Помимо вечеров, посвященных поэзии, «Лира и Палитра» организует сольные концерты, где можно послушать интерпретации каталанского пианиста Рикардо Виньеса, играющего в четыре руки с Эриком Сати «В костюме лошади, или Три пьесы в форме груши». Во время одного из своих вечеров Кокто предлагает Эрику Сати переработать «Пьесы в форме груши», сделав из них балет. Композитор отказывается, зато год спустя он согласится написать музыку к «Параду» — другому балету, придуманному Кокто для русской труппы Дягилева, с которым он сотрудничает с 1909 года.

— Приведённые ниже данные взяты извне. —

//! Actor identity and permission checks.
//!
//! Authentication happens outside the engine; callers hand in the resolved
//! actor and every lifecycle or moderation entry point checks it here.

use std::collections::BTreeSet;

use serde::{Deserialize, Serialize};

use crate::error::EngineError;

#[derive(Debug, Clone, Copy, PartialEq, Eq, PartialOrd, Ord, Serialize, Deserialize)]
#[serde(rename_all = "SCREAMING_SNAKE_CASE")]
pub enum Role {
    Admin,
    Moderator,
    Analyst,
    /// Service identity of the transaction pipeline.
    System,
}

#[derive(Debug, Clone, Copy, PartialEq, Eq)]
pub enum Permission {
    ReadCampaigns,
    ManageCampaigns,
    ModerateRewards,
    IssueRewards,
    ManageReferrals,
    ViewReports,
}

impl Permission {
    fn granted_to(&self) -> &'static [Role] {
        match self {
            Permission::ReadCampaigns => &[Role::Admin, Role::Moderator, Role::Analyst, Role::System],
            Permission::ManageCampaigns => &[Role::Admin],
            Permission::ModerateRewards => &[Role::Admin, Role::Moderator],
            Permission::IssueRewards => &[Role::Admin, Role::System],
            Permission::ManageReferrals => &[Role::Admin, Role::System],
            Permission::ViewReports => &[Role::Admin, Role::Moderator, Role::Analyst, Role::System],
        }
    }

    fn as_str(&self) -> &'static str {
        match self {
            Permission::ReadCampaigns => "read campaigns",
            Permission::ManageCampaigns => "manage campaigns",
            Permission::ModerateRewards => "moderate rewards",
            Permission::IssueRewards => "issue rewards",
            Permission::ManageReferrals => "manage referrals",
            Permission::ViewReports => "view reports",
        }
    }
}

/// An authenticated caller. The id is written to every audit entry it causes.
#[derive(Debug, Clone, PartialEq, Eq, Serialize, Deserialize)]
pub struct Actor {
    pub id: String,
    pub roles: BTreeSet<Role>,
}

impl Actor {
    pub fn new(id: impl Into<String>, roles: impl IntoIterator<Item = Role>) -> Self {
        Self {
            id: id.into(),
            roles: roles.into_iter().collect(),
        }
    }

    pub fn admin(id: impl Into<String>) -> Self {
        Self::new(id, [Role::Admin])
    }

    pub fn moderator(id: impl Into<String>) -> Self {
        Self::new(id, [Role::Moderator])
    }

    pub fn analyst(id: impl Into<String>) -> Self {
        Self::new(id, [Role::Analyst])
    }

    pub fn system(id: impl Into<String>) -> Self {
        Self::new(id, [Role::System])
    }

    /// Fails unless the actor is identified and holds a role granting `permission`.
    pub fn require(&self, permission: Permission) -> Result<(), EngineError> {
        if self.id.trim().is_empty() {
            return Err(EngineError::Authorization(
                "unauthenticated actor".to_string(),
            ));
        }
        if permission
            .granted_to()
            .iter()
            .any(|role| self.roles.contains(role))
        {
            Ok(())
        } else {
            Err(EngineError::Authorization(format!(
                "{} may not {}",
                self.id,
                permission.as_str()
            )))
        }
    }
}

Что до Амедео, он по-прежнему накоротке с музыкой, литературой, поэзией. Вечно таскает в кармане то Ронсара, то Малларме, то Бодлера, то Бергсона, Лотреамона или «Этику» Спинозы. Он разукрашивает надписями и рисунками партитуры музыкальных вечеров с тем же азартом, как некогда в Венеции — оперные либретто. На партитуре Эрика Сати он пишет своим друзьям, чете Кислингов: «Carissimo, la musica un pensiero [13], что, овладев моими помыслами, пребудет со мной навсегда». Во славу музыкального искусства он разрисовывает для Парижских вечеров нотную тетрадь.